Date of Submission

Spring 5-4-2017

Degree Type

Undergraduate Thesis

Degree Name

Bachelor of Architecture

Department

Architecture

Committee Chair/First Advisor

Zamila Karimi

Secondary Advisor

Saleh Uddin

Abstract

Atlanta has lost the quality of spaces which links the social and physical qualities of its urban fabric. Through its disjointed nature its sense of place and organic public life has dwindled into the background. As it stands Atlanta’s “identity” broadcasts a city whose urban spaces are haphazard assemblages of the social, economic, cultural, and historical elements of the city.

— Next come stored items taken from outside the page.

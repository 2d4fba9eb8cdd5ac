//! Image asset slots and their display order.

use schemars::JsonSchema;
use serde::{Deserialize, Serialize};
use thiserror::Error;

use crate::identity::FilenameBase;

/// Lifecycle of one image slot.
#[derive(Debug, Clone, Copy, PartialEq, Eq, Hash, Serialize, Deserialize, JsonSchema, Default)]
#[serde(rename_all = "snake_case")]
pub enum AssetState {
    /// Generation request in flight
    #[default]
    Pending,
    /// Image generated and fetchable
    Ready,
    /// Request or retrieval failed; retry allowed
    Failed,
}

impl AssetState {
    pub fn as_str(&self) -> &'static str {
        match self {
            AssetState::Pending => "pending",
            AssetState::Ready => "ready",
            AssetState::Failed => "failed",
        }
    }

    /// Whether the slot has settled (no request in flight).
    pub fn is_settled(&self) -> bool {
        matches!(self, AssetState::Ready | AssetState::Failed)
    }
}

impl std::fmt::Display for AssetState {
    fn fmt(&self, f: &mut std::fmt::Formatter<'_>) -> std::fmt::Result {
        write!(f, "{}", self.as_str())
    }
}

/// Why a slot failed. Both kinds look the same to the user.
#[derive(Debug, Clone, Copy, PartialEq, Eq, Hash, Serialize, Deserialize, JsonSchema)]
#[serde(rename_all = "snake_case")]
pub enum AssetFailureKind {
    /// The generation call itself failed (non-2xx or network)
    Request,
    /// The call succeeded but the image never became fetchable
    Retrieval,
}

impl AssetFailureKind {
    pub fn as_str(&self) -> &'static str {
        match self {
            AssetFailureKind::Request => "request",
            AssetFailureKind::Retrieval => "retrieval",
        }
    }
}

/// Diagnostic detail of a failed slot.
#[derive(Debug, Clone, PartialEq, Eq, Serialize, Deserialize, JsonSchema)]
pub struct AssetFailure {
    pub kind: AssetFailureKind,
    pub message: String,
}

impl AssetFailure {
    pub fn request(message: impl Into<String>) -> Self {
        Self {
            kind: AssetFailureKind::Request,
            message: message.into(),
        }
    }

    pub fn retrieval(message: impl Into<String>) -> Self {
        Self {
            kind: AssetFailureKind::Retrieval,
            message: message.into(),
        }
    }
}

/// One prompt/image pair.
#[derive(Debug, Clone, PartialEq, Eq, Serialize, Deserialize, JsonSchema)]
pub struct Asset {
    /// 0-based slot index
    pub slot: usize,
    /// Prompt the current request was issued with
    pub prompt: String,
    /// Stable across regenerations of this slot
    pub filename_base: FilenameBase,
    pub state: AssetState,
    /// Set only while `Ready`
    pub source_url: Option<String>,
    /// Set only while `Failed`
    pub failure: Option<AssetFailure>,
    /// Bumped on every request issued for this slot
    pub generation: u64,
}

impl Asset {
    /// A slot whose first request is about to be issued.
    pub fn pending(slot: usize, prompt: impl Into<String>, filename_base: FilenameBase) -> Self {
        Self {
            slot,
            prompt: prompt.into(),
            filename_base,
            state: AssetState::Pending,
            source_url: None,
            failure: None,
            generation: 0,
        }
    }

    pub fn is_ready(&self) -> bool {
        self.state == AssetState::Ready
    }

    /// Re-drive the slot to `Pending` and return the new generation.
    pub fn restart(&mut self) -> u64 {
        self.generation += 1;
        self.state = AssetState::Pending;
        self.source_url = None;
        self.failure = None;
        self.generation
    }

    pub fn mark_ready(&mut self, source_url: impl Into<String>) {
        self.state = AssetState::Ready;
        self.source_url = Some(source_url.into());
        self.failure = None;
    }

    pub fn mark_failed(&mut self, failure: AssetFailure) {
        self.state = AssetState::Failed;
        self.source_url = None;
        self.failure = Some(failure);
    }
}

/// Errors raised when validating a display order.
#[derive(Debug, Clone, PartialEq, Eq, Error)]
pub enum OrderError {
    #[error("expected {expected} positions, got {actual}")]
    WrongLength { expected: usize, actual: usize },

    #[error("slot {0} is out of range")]
    OutOfRange(usize),

    #[error("slot {0} appears more than once")]
    Duplicate(usize),
}

/// Visual order of slots: `order[i]` is the slot shown at position `i`.
#[derive(Debug, Clone, PartialEq, Eq, Default, Serialize, Deserialize, JsonSchema)]
#[serde(transparent)]
pub struct DisplayOrder(Vec<usize>);

impl DisplayOrder {
    /// Natural order `0..len`.
    pub fn identity(len: usize) -> Self {
        Self((0..len).collect())
    }

    /// Validate that `order` is a permutation of `0..len`.
    pub fn from_permutation(order: Vec<usize>, len: usize) -> Result<Self, OrderError> {
        if order.len() != len {
            return Err(OrderError::WrongLength {
                expected: len,
                actual: order.len(),
            });
        }
        let mut seen = vec![false; len];
        for &slot in &order {
            if slot >= len {
                return Err(OrderError::OutOfRange(slot));
            }
            if seen[slot] {
                return Err(OrderError::Duplicate(slot));
            }
            seen[slot] = true;
        }
        Ok(Self(order))
    }

    pub fn slots(&self) -> &[usize] {
        &self.0
    }

    pub fn len(&self) -> usize {
        self.0.len()
    }

    pub fn is_empty(&self) -> bool {
        self.0.is_empty()
    }
}

#[cfg(test)]
mod tests {
    use super::*;
    use crate::identity::SessionId;

    fn asset() -> Asset {
        let session = SessionId::from_string("Gen10000");
        Asset::pending(0, "a waterfall", FilenameBase::with_salt(&session, "abcdef", 0))
    }

    #[test]
    fn test_restart_keeps_filename_and_bumps_generation() {
        let mut a = asset();
        a.mark_failed(AssetFailure::request("boom"));
        let name = a.filename_base.clone();

        assert_eq!(a.restart(), 1);
        assert_eq!(a.state, AssetState::Pending);
        assert!(a.failure.is_none());
        assert_eq!(a.filename_base, name);
    }

    #[test]
    fn test_ready_and_failed_are_exclusive() {
        let mut a = asset();
        a.mark_ready("http://x/a.png");
        assert!(a.is_ready());
        assert!(a.failure.is_none());

        a.mark_failed(AssetFailure::retrieval("missing"));
        assert!(a.source_url.is_none());
        assert_eq!(a.failure.as_ref().map(|f| f.kind), Some(AssetFailureKind::Retrieval));
    }

    #[test]
    fn test_display_order_validation() {
        assert!(DisplayOrder::from_permutation(vec![2, 0, 1], 3).is_ok());
        assert_eq!(
            DisplayOrder::from_permutation(vec![0, 1], 3),
            Err(OrderError::WrongLength { expected: 3, actual: 2 })
        );
        assert_eq!(
            DisplayOrder::from_permutation(vec![0, 3, 1], 3),
            Err(OrderError::OutOfRange(3))
        );
        assert_eq!(
            DisplayOrder::from_permutation(vec![0, 0, 1], 3),
            Err(OrderError::Duplicate(0))
        );
    }

    #[test]
    fn test_settled_states() {
        assert!(!AssetState::Pending.is_settled());
        assert!(AssetState::Ready.is_settled());
        assert!(AssetState::Failed.is_settled());
    }
}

Business has become an overbearing forefront in the streetscape as public spaces such as plazas function in reality as surveilled extensions of corporate space. The cultural and historic attractions, though enjoyable and interesting, are scattered throughout the city, making for a need of a centralized center. The legacy of the Olympics, seeded in the construction and establishment of Centennial Olympic Park, has lost its flair and become more of a half-hearted tourist space. Other attempts at creating interactive environments come in the form of Pemberton Place (World of Coke Museum, National Center for Civil and Human Rights, Georgia Aquarium), Woodruff Park, and an assortment of smaller parks. Even in its physical composition, the City of Atlanta has been severed by the development and branching of its superhighway system, 75/85. Despite its current state, I challenge the identity of the City of Atlanta in relation to public space.

Public space should be a construct which arises from the "context" of the city and is fundamentally the embodiment of the people. The way in which we structure the relationships between people and the built environment indicates the identity of our urban environment and therefore influences how space prioritizes and encourages public life and connections throughout a city.

The focus of my thesis therefore interrogates the vitality and connection of Atlanta’s proclaimed main street, Peachtree Corridor, by exploring strategies of place-making within the urban context and codifying and systematizing public life in order to derive the identity of public life in Atlanta.

The goal is to look at the points in space in the built environment we have created through disjointed cultural, historic, business districts, and re-weave them, like a Southern tapestry. Through studies of small and large scale interventions weaving through the topography along the corridor, I aim to provide programmatic spaces for generative civic and cultural amenities- create space for place.